Relationship of grain Cd with heading date and other essential elements

Variation in heading date was present in our hybrid population (Supplemental Figure 1). Rice with a later heading date would be exposed to Cd for a longer time. However, there is no agreement about the relationship between heading date and grain Cd content (Ishikawa et al., 2005, 2010; Liu et al., 2005). To evaluate whether our observation of differences in grain Cd accumulation are determined by heading date, we investigated the relationship between grain Cd concentrations and heading date in hybrid rice. The rice hybrids could be divided into two subgroups: an early maturing group (< 75 days), and a later maturating group (≥75 days), based on the heading date. The average grain Cd level of hybrids in the early maturing group was lower than it was in hybrids in the later maturing group (P < 0.01). Linear regression analysis revealed that there was no significant correlation between grain-Cd with heading date in later maturing varieties (P > 0.05; Supplemental Figure 1B). Although a statistically significant positive correlation was detected for the early-maturing varieties (P < 0.01; R2 = 0.21; Supplemental Figure 1A), the low correlation coefficient (R2 < 0.3) in linear regression analysis indicated that the positive correlation was meaningless. If both groups were taken into account together, a significant positive correlation, but with R2 of 0.13, between grain Cd concentration and heading date was detected, suggesting the correlation was quite weak (Supplemental Figure 1C). Taking together, we did not detected a strong correlation between grain-Cd concentration and heading date, suggesting that the breeding of rice with low grain Cd levels could not be subjected to the limitation of heading date.

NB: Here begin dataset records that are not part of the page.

use std::fmt;

use chrono::{Days, NaiveDate, NaiveDateTime};
use sepal_client::{QueryParams, UrlTemplate, endpoints};
use sepal_types::{Job, PagedEntity, Sort, Trade, Transaction};

/// Filter value the API reads as "no filter"
pub const ALL: &str = "ALL";

const DATE_TIME_FORMAT: &str = "%Y-%m-%dT%H:%M:%S";
const DATE_FORMAT: &str = "%Y-%m-%d";

/// Filter record of one paged table.
///
/// The filters together with the page index and page size form the query
/// tuple; two tuples are equal exactly when their parameters are.
pub trait PagedQuery: fmt::Debug + Clone + PartialEq + Send + Sync + 'static {
    type Item: PagedEntity;

    /// Label used in logs and metrics
    const ENTITY: &'static str;
    const TEMPLATE: UrlTemplate;

    /// Adds the filter placeholders (everything except `page`/`pageSize`)
    fn write_params(&self, params: &mut QueryParams);

    /// A disabled query is never sent, the controller stays idle
    fn is_enabled(&self) -> bool {
        true
    }
}

pub fn build_query_params<Q: PagedQuery>(filters: &Q, page: u32, page_size: u32) -> QueryParams {
    let mut params = QueryParams::new();
    filters.write_params(&mut params);
    params.insert("page", page);
    params.insert("pageSize", page_size);
    params
}

#[derive(Debug, Clone, PartialEq, Eq)]
pub struct TradesQuery {
    /// `None` until an account is selected
    pub account_number: Option<i64>,
    pub start: NaiveDateTime,
    pub end: NaiveDateTime,
    pub trade_type: String,
    pub symbol: String,
    pub sort: Sort,
}

impl TradesQuery {
    pub fn new(account_number: Option<i64>, start: NaiveDateTime, end: NaiveDateTime) -> Self {
        Self {
            account_number,
            start,
            end,
            trade_type: ALL.to_string(),
            symbol: ALL.to_string(),
            sort: Sort::default(),
        }
    }
}

impl PagedQuery for TradesQuery {
    type Item = Trade;

    const ENTITY: &'static str = "trades";
    const TEMPLATE: UrlTemplate = endpoints::trade::GET_PAGED;

    fn write_params(&self, params: &mut QueryParams) {
        if let Some(account_number) = self.account_number {
            params.insert("accountNumber", account_number);
        }
        params.insert("start", self.start.format(DATE_TIME_FORMAT));
        params.insert("end", self.end.format(DATE_TIME_FORMAT));
        params.insert("tradeType", &self.trade_type);
        params.insert("symbol", &self.symbol);
        params.insert("sort", self.sort);
    }

    fn is_enabled(&self) -> bool {
        self.account_number.is_some()
    }
}

#[derive(Debug, Clone, PartialEq, Eq)]
pub struct TransactionsQuery {
    pub account_number: Option<i64>,
    pub start: NaiveDateTime,
    pub end: NaiveDateTime,
    pub transaction_type: String,
    pub transaction_status: String,
    pub sort: Sort,
}

impl TransactionsQuery {
    pub fn new(account_number: Option<i64>, start: NaiveDateTime, end: NaiveDateTime) -> Self {
        Self {
            account_number,
            start,
            end,
            transaction_type: ALL.to_string(),
            transaction_status: ALL.to_string(),
            sort: Sort::default(),
        }
    }
}

impl PagedQuery for TransactionsQuery {
    type Item = Transaction;

    const ENTITY: &'static str = "transactions";
    const TEMPLATE: UrlTemplate = endpoints::transaction::GET_PAGED;

    fn write_params(&self, params: &mut QueryParams) {
        if let Some(account_number) = self.account_number {
            params.insert("accountNumber", account_number);
        }
        params.insert("start", self.start.format(DATE_TIME_FORMAT));
        params.insert("end", self.end.format(DATE_TIME_FORMAT));
        params.insert("transactionType", &self.transaction_type);
        params.insert("transactionStatus", &self.transaction_status);
        params.insert("sort", self.sort);
    }

    fn is_enabled(&self) -> bool {
        self.account_number.is_some()
    }
}

/// Jobs are filtered by calendar day; `end` is inclusive
#[derive(Debug, Clone, PartialEq, Eq)]
pub struct JobsQuery {
    pub start: NaiveDate,
    pub end: NaiveDate,
    pub job_type: String,
    pub job_status: String,
    pub sort: Sort,
}

impl JobsQuery {
    pub fn new(start: NaiveDate, end: NaiveDate) -> Self {
        Self {
            start,
            end,
            job_type: ALL.to_string(),
            job_status: ALL.to_string(),
            sort: Sort::default(),
        }
    }
}

impl PagedQuery for JobsQuery {
    type Item = Job;

    const ENTITY: &'static str = "jobs";
    const TEMPLATE: UrlTemplate = endpoints::job::GET_PAGED;

    fn write_params(&self, params: &mut QueryParams) {
        // the API treats `end` as exclusive
        let end = self.end.checked_add_days(Days::new(1)).unwrap_or(self.end);

        params.insert("start", self.start.format(DATE_FORMAT));
        params.insert("end", end.format(DATE_FORMAT));
        params.insert("jobType", &self.job_type);
        params.insert("jobStatus", &self.job_status);
        params.insert("sort", self.sort);
    }
}
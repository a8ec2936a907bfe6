use chrono::NaiveDateTime;
use serde::{Deserialize, Serialize};

use crate::common::{
    EnumDisplay, deserialize_lenient_datetime, deserialize_lenient_f64, deserialize_lenient_i64,
};
use crate::page::PagedEntity;

#[derive(Debug, Clone, Default, PartialEq, Serialize, Deserialize)]
#[serde(default, rename_all = "camelCase")]
pub struct Transaction {
    #[serde(deserialize_with = "deserialize_lenient_i64")]
    pub transaction_number: i64,
    pub transaction_type: EnumDisplay,
    #[serde(deserialize_with = "deserialize_lenient_datetime")]
    pub transaction_date: Option<NaiveDateTime>,
    pub name: String,
    pub transaction_status: EnumDisplay,
    #[serde(deserialize_with = "deserialize_lenient_f64")]
    pub amount: f64,
    #[serde(deserialize_with = "deserialize_lenient_i64")]
    pub account_number: i64,
    pub account_name: String,
}

impl PagedEntity for Transaction {
    const ITEMS_KEY: &'static str = "transactions";
    const TOTAL_KEY: &'static str = "totalTransactions";
}

#[cfg(test)]
mod tests {
    use super::*;
    use crate::Page;
    use serde_json::json;

    #[test]
    fn test_transactions_page_uses_entity_total() {
        let page = Page::<Transaction>::decode(json!({
            "currentPage": 2,
            "pageSize": 5,
            "totalPages": 4,
            "totalTransactions": 17,
            "transactions": [{
                "transactionNumber": "1042",
                "transactionType": { "code": "DEPOSIT", "label": "Deposit" },
                "transactionDate": "2024-03-04 10:15:00",
                "name": "Monthly top-up",
                "transactionStatus": { "code": "COMPLETED", "label": "Completed" },
                "amount": 250.5,
                "accountNumber": 1234,
                "accountName": "Swing"
            }]
        }));

        assert_eq!(page.page, 2);
        assert_eq!(page.total_elements, 17);
        let transaction = &page.items[0];
        assert_eq!(transaction.transaction_number, 1042);
        assert_eq!(transaction.transaction_type.code, "DEPOSIT");
        assert!(transaction.transaction_date.is_some());
        assert_eq!(transaction.amount, 250.5);
    }
}
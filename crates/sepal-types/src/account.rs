use chrono::NaiveDateTime;
use serde::{Deserialize, Serialize};

use crate::common::{
    EnumDisplay, deserialize_lenient_datetime, deserialize_lenient_f64, deserialize_lenient_i64,
};

/// Trading account held inside a portfolio
#[derive(Debug, Clone, Default, PartialEq, Serialize, Deserialize)]
#[serde(default, rename_all = "camelCase")]
pub struct Account {
    #[serde(deserialize_with = "deserialize_lenient_i64")]
    pub account_number: i64,
    #[serde(deserialize_with = "deserialize_lenient_i64")]
    pub portfolio_number: i64,
    pub name: String,
    pub active: bool,
    pub default_account: bool,
    #[serde(deserialize_with = "deserialize_lenient_f64")]
    pub balance: f64,
    pub currency: EnumDisplay,
    pub broker: EnumDisplay,
    pub account_type: EnumDisplay,
    pub trade_platform: EnumDisplay,
    #[serde(deserialize_with = "deserialize_lenient_datetime")]
    pub account_open_time: Option<NaiveDateTime>,
    #[serde(deserialize_with = "deserialize_lenient_datetime")]
    pub account_close_time: Option<NaiveDateTime>,
    #[serde(deserialize_with = "deserialize_lenient_datetime")]
    pub last_traded: Option<NaiveDateTime>,
}

#[derive(Debug, Clone, Default, PartialEq, Serialize, Deserialize)]
#[serde(default, rename_all = "camelCase")]
pub struct Portfolio {
    #[serde(deserialize_with = "deserialize_lenient_i64")]
    pub portfolio_number: i64,
    pub name: String,
    pub active: bool,
    pub default_portfolio: bool,
    #[serde(deserialize_with = "deserialize_lenient_datetime")]
    pub created: Option<NaiveDateTime>,
    pub accounts: Vec<Account>,
}

impl Portfolio {
    pub fn account(&self, account_number: i64) -> Option<&Account> {
        self.accounts
            .iter()
            .find(|account| account.account_number == account_number)
    }

    /// The account flagged as default, or the first one
    pub fn default_account(&self) -> Option<&Account> {
        self.accounts
            .iter()
            .find(|account| account.default_account)
            .or_else(|| self.accounts.first())
    }
}

/// Account header of the account details screen. Statistics and equity are
/// served alongside but not modelled here.
#[derive(Debug, Clone, Default, PartialEq, Serialize, Deserialize)]
#[serde(default, rename_all = "camelCase")]
pub struct AccountDetails {
    pub account: Account,
    #[serde(deserialize_with = "deserialize_lenient_f64")]
    pub consistency: f64,
}
use chrono::NaiveDateTime;
use serde::{Deserialize, Serialize};

use crate::common::{deserialize_lenient_datetime, deserialize_lenient_f64};
use crate::page::PagedEntity;

#[derive(Debug, Clone, Default, PartialEq, Serialize, Deserialize)]
#[serde(default, rename_all = "camelCase")]
pub struct Trade {
    pub trade_id: String,
    pub product: String,
    pub trade_platform: String,
    pub trade_type: String,
    #[serde(deserialize_with = "deserialize_lenient_datetime")]
    pub trade_open_time: Option<NaiveDateTime>,
    #[serde(deserialize_with = "deserialize_lenient_datetime")]
    pub trade_close_time: Option<NaiveDateTime>,
    #[serde(deserialize_with = "deserialize_lenient_f64")]
    pub lot_size: f64,
    #[serde(deserialize_with = "deserialize_lenient_f64")]
    pub open_price: f64,
    #[serde(deserialize_with = "deserialize_lenient_f64")]
    pub close_price: f64,
    #[serde(deserialize_with = "deserialize_lenient_f64")]
    pub net_profit: f64,
    #[serde(deserialize_with = "deserialize_lenient_f64")]
    pub points: f64,
    #[serde(deserialize_with = "deserialize_lenient_f64")]
    pub stop_loss: f64,
    #[serde(deserialize_with = "deserialize_lenient_f64")]
    pub take_profit: f64,
}

impl PagedEntity for Trade {
    const ITEMS_KEY: &'static str = "trades";
    const TOTAL_KEY: &'static str = "totalTrades";
}

#[cfg(test)]
mod tests {
    use super::*;
    use serde_json::json;

    #[test]
    fn test_trade_decodes_times_and_tolerates_bad_ones() {
        let trade: Trade = serde_json::from_value(json!({
            "tradeId": "4451",
            "tradeOpenTime": "2024-05-01T09:30:00",
            "tradeCloseTime": "yesterday",
            "lotSize": "0.5",
            "account": { "accountNumber": 1 }
        }))
        .unwrap();

        assert_eq!(trade.trade_id, "4451");
        assert!(trade.trade_open_time.is_some());
        assert!(trade.trade_close_time.is_none());
        assert_eq!(trade.lot_size, 0.5);
    }
}
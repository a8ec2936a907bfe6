//! Endpoint templates of the journal API, relative to `<domain><version>`.

use crate::template::UrlTemplate;

pub mod account {
    use super::UrlTemplate;

    pub const CREATE: UrlTemplate =
        UrlTemplate::new("/account/create-account?portfolioNumber={portfolioNumber}");
    pub const UPDATE: UrlTemplate = UrlTemplate::new(
        "/account/update-account?portfolioNumber={portfolioNumber}&accountNumber={accountNumber}",
    );
    pub const DELETE: UrlTemplate = UrlTemplate::new(
        "/account/delete-account?portfolioNumber={portfolioNumber}&accountNumber={accountNumber}",
    );
    pub const GET_DETAILS: UrlTemplate =
        UrlTemplate::new("/account/get-details?accountNumber={accountNumber}");
    pub const GET_CURRENCIES: UrlTemplate = UrlTemplate::new("/account/currencies");
    pub const GET_ACCOUNT_TYPES: UrlTemplate = UrlTemplate::new("/account/account-types");
    pub const GET_BROKERS: UrlTemplate = UrlTemplate::new("/account/brokers");
    pub const GET_TRADE_PLATFORMS: UrlTemplate = UrlTemplate::new("/account/trade-platforms");
}

pub mod job {
    use super::UrlTemplate;

    pub const GET_BY_ID: UrlTemplate = UrlTemplate::new("/job/get-by-id?jobId={jobId}");
    pub const GET_PAGED: UrlTemplate = UrlTemplate::new(
        "/job/get-status-type-paged?start={start}&end={end}&jobStatus={jobStatus}&jobType={jobType}&page={page}&pageSize={pageSize}&sort={sort}",
    );
    pub const GET_JOB_TYPES: UrlTemplate = UrlTemplate::new("/job/get-job-types");
}

pub mod portfolio {
    use super::UrlTemplate;

    pub const GET: UrlTemplate = UrlTemplate::new("/portfolio/get?portfolioNumber={portfolioNumber}");
    pub const CREATE: UrlTemplate = UrlTemplate::new("/portfolio/create-portfolio");
    pub const UPDATE: UrlTemplate =
        UrlTemplate::new("/portfolio/update-portfolio?portfolioNumber={portfolioNumber}");
    pub const DELETE: UrlTemplate =
        UrlTemplate::new("/portfolio/delete-portfolio?portfolioNumber={portfolioNumber}");
}

pub mod portfolio_record {
    use super::UrlTemplate;

    pub const GET: UrlTemplate =
        UrlTemplate::new("/portfolio-record/get?portfolioNumber={portfolioNumber}");
}

pub mod symbol {
    use super::UrlTemplate;

    pub const GET_TRADED_SYMBOLS: UrlTemplate =
        UrlTemplate::new("/symbol/get-traded-symbols?accountNumber={accountNumber}");
}

pub mod system {
    use super::UrlTemplate;

    pub const HEALTH_CHECK: UrlTemplate = UrlTemplate::new("/system/healthcheck");
}

pub mod trade {
    use super::UrlTemplate;

    pub const GET_PAGED: UrlTemplate = UrlTemplate::new(
        "/trade/get-for-interval-paged?accountNumber={accountNumber}&start={start}&end={end}&page={page}&pageSize={pageSize}&tradeType={tradeType}&symbol={symbol}&sort={sort}",
    );
    pub const GET_FOR_TRADE_ID: UrlTemplate =
        UrlTemplate::new("/trade/get-for-trade-id?accountNumber={accountNumber}&tradeId={tradeId}");
    pub const CREATE: UrlTemplate =
        UrlTemplate::new("/trade/create-trade?accountNumber={accountNumber}");
    pub const UPDATE: UrlTemplate =
        UrlTemplate::new("/trade/update-trade?accountNumber={accountNumber}&tradeId={tradeId}");
    pub const DELETE: UrlTemplate =
        UrlTemplate::new("/trade/delete-trade?accountNumber={accountNumber}&tradeId={tradeId}");
}

pub mod transaction {
    use super::UrlTemplate;

    pub const GET_PAGED: UrlTemplate = UrlTemplate::new(
        "/transaction/get-for-interval-paged?accountNumber={accountNumber}&start={start}&end={end}&page={page}&pageSize={pageSize}&transactionType={transactionType}&transactionStatus={transactionStatus}&sort={sort}",
    );
    pub const CREATE: UrlTemplate =
        UrlTemplate::new("/transaction/create-transaction?accountNumber={accountNumber}");
    pub const UPDATE: UrlTemplate = UrlTemplate::new(
        "/transaction/update-transaction?accountNumber={accountNumber}&transactionNumber={transactionNumber}",
    );
    pub const DELETE: UrlTemplate = UrlTemplate::new(
        "/transaction/delete-transaction?accountNumber={accountNumber}&transactionNumber={transactionNumber}",
    );
}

As a nonessential toxic heavy metal, the absorption and translocation of Cd always accompanies other essential elements in plants (Clemens, 2006; Clemens et al., 2013). In this study, by evaluating the relationships between Cd and four other essential elements, Fe, Mn, Cu, and Zn, we did not detect any significant correlation between Cd and any of the four essential metals (P > 0.05; Supplemental Table 2). Thus, the natural variation in grain Cd levels is independent of the accumulation of the other four essential microelements in this study, suggesting that it is possible to breed low grain-Cd hybrid rice without compromising the levels of the other micronutrients.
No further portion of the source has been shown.